Work order:
In your reply, write out the records exactly, each line intact.

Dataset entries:
□ □ □ □ □ □ □

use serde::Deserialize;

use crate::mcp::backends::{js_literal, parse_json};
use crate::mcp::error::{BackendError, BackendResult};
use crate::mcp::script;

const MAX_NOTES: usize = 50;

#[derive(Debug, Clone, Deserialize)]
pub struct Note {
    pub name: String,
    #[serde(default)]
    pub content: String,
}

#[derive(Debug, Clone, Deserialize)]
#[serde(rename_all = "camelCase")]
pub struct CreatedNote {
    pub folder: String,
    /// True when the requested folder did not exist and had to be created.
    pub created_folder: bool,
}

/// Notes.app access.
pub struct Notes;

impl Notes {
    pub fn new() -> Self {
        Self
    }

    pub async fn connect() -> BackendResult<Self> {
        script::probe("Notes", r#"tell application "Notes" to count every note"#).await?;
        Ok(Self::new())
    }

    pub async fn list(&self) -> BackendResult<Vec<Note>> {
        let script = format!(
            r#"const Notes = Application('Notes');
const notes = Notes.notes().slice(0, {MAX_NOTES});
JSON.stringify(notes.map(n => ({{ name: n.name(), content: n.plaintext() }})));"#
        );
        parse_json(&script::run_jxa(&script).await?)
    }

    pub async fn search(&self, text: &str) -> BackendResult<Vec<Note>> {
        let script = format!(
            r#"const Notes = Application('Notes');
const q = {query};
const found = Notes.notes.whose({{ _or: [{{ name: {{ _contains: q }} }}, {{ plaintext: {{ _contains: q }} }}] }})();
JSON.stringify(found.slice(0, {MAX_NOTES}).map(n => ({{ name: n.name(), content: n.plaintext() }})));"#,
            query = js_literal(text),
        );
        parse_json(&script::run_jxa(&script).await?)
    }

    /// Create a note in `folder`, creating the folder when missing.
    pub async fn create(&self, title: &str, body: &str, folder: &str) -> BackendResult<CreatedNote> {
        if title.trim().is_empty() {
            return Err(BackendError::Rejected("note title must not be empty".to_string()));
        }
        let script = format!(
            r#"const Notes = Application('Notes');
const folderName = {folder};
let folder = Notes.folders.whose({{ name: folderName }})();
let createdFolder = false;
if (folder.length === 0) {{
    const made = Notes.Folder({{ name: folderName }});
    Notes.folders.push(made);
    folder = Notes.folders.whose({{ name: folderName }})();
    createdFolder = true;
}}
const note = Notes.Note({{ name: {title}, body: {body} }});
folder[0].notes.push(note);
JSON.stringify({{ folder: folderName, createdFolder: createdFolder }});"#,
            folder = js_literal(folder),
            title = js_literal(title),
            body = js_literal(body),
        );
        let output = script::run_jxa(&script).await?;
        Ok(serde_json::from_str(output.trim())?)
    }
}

□ □ □ □ □ □ □

Result of the task:
use serde::Deserialize;

use crate::mcp::backends::{js_literal, parse_json};
use crate::mcp::error::{BackendError, BackendResult};
use crate::mcp::script;

const MAX_NOTES: usize = 50;

#[derive(Debug, Clone, Deserialize)]
pub struct Note {
    pub name: String,
    #[serde(default)]
    pub content: String,
}

#[derive(Debug, Clone, Deserialize)]
#[serde(rename_all = "camelCase")]
pub struct CreatedNote {
    pub folder: String,
    /// True when the requested folder did not exist and had to be created.
    pub created_folder: bool,
}

/// Notes.app access.
pub struct Notes;

impl Notes {
    pub fn new() -> Self {
        Self
    }

    pub async fn connect() -> BackendResult<Self> {
        script::probe("Notes", r#"tell application "Notes" to count every note"#).await?;
        Ok(Self::new())
    }

    pub async fn list(&self) -> BackendResult<Vec<Note>> {
        let script = format!(
            r#"const Notes = Application('Notes');
const notes = Notes.notes().slice(0, {MAX_NOTES});
JSON.stringify(notes.map(n => ({{ name: n.name(), content: n.plaintext() }})));"#
        );
        parse_json(&script::run_jxa(&script).await?)
    }

    pub async fn search(&self, text: &str) -> BackendResult<Vec<Note>> {
        let script = format!(
            r#"const Notes = Application('Notes');
const q = {query};
const found = Notes.notes.whose({{ _or: [{{ name: {{ _contains: q }} }}, {{ plaintext: {{ _contains: q }} }}] }})();
JSON.stringify(found.slice(0, {MAX_NOTES}).map(n => ({{ name: n.name(), content: n.plaintext() }})));"#,
            query = js_literal(text),
        );
        parse_json(&script::run_jxa(&script).await?)
    }

    /// Create a note in `folder`, creating the folder when missing.
    pub async fn create(&self, title: &str, body: &str, folder: &str) -> BackendResult<CreatedNote> {
        if title.trim().is_empty() {
            return Err(BackendError::Rejected("note title must not be empty".to_string()));
        }
        let script = format!(
            r#"const Notes = Application('Notes');
const folderName = {folder};
let folder = Notes.folders.whose({{ name: folderName }})();
let createdFolder = false;
if (folder.length === 0) {{
    const made = Notes.Folder({{ name: folderName }});
    Notes.folders.push(made);
    folder = Notes.folders.whose({{ name: folderName }})();
    createdFolder = true;
}}
const note = Notes.Note({{ name: {title}, body: {body} }});
folder[0].notes.push(note);
JSON.stringify({{ folder: folderName, createdFolder: createdFolder }});"#,
            folder = js_literal(folder),
            title = js_literal(title),
            body = js_literal(body),
        );
        let output = script::run_jxa(&script).await?;
        Ok(serde_json::from_str(output.trim())?)
    }
}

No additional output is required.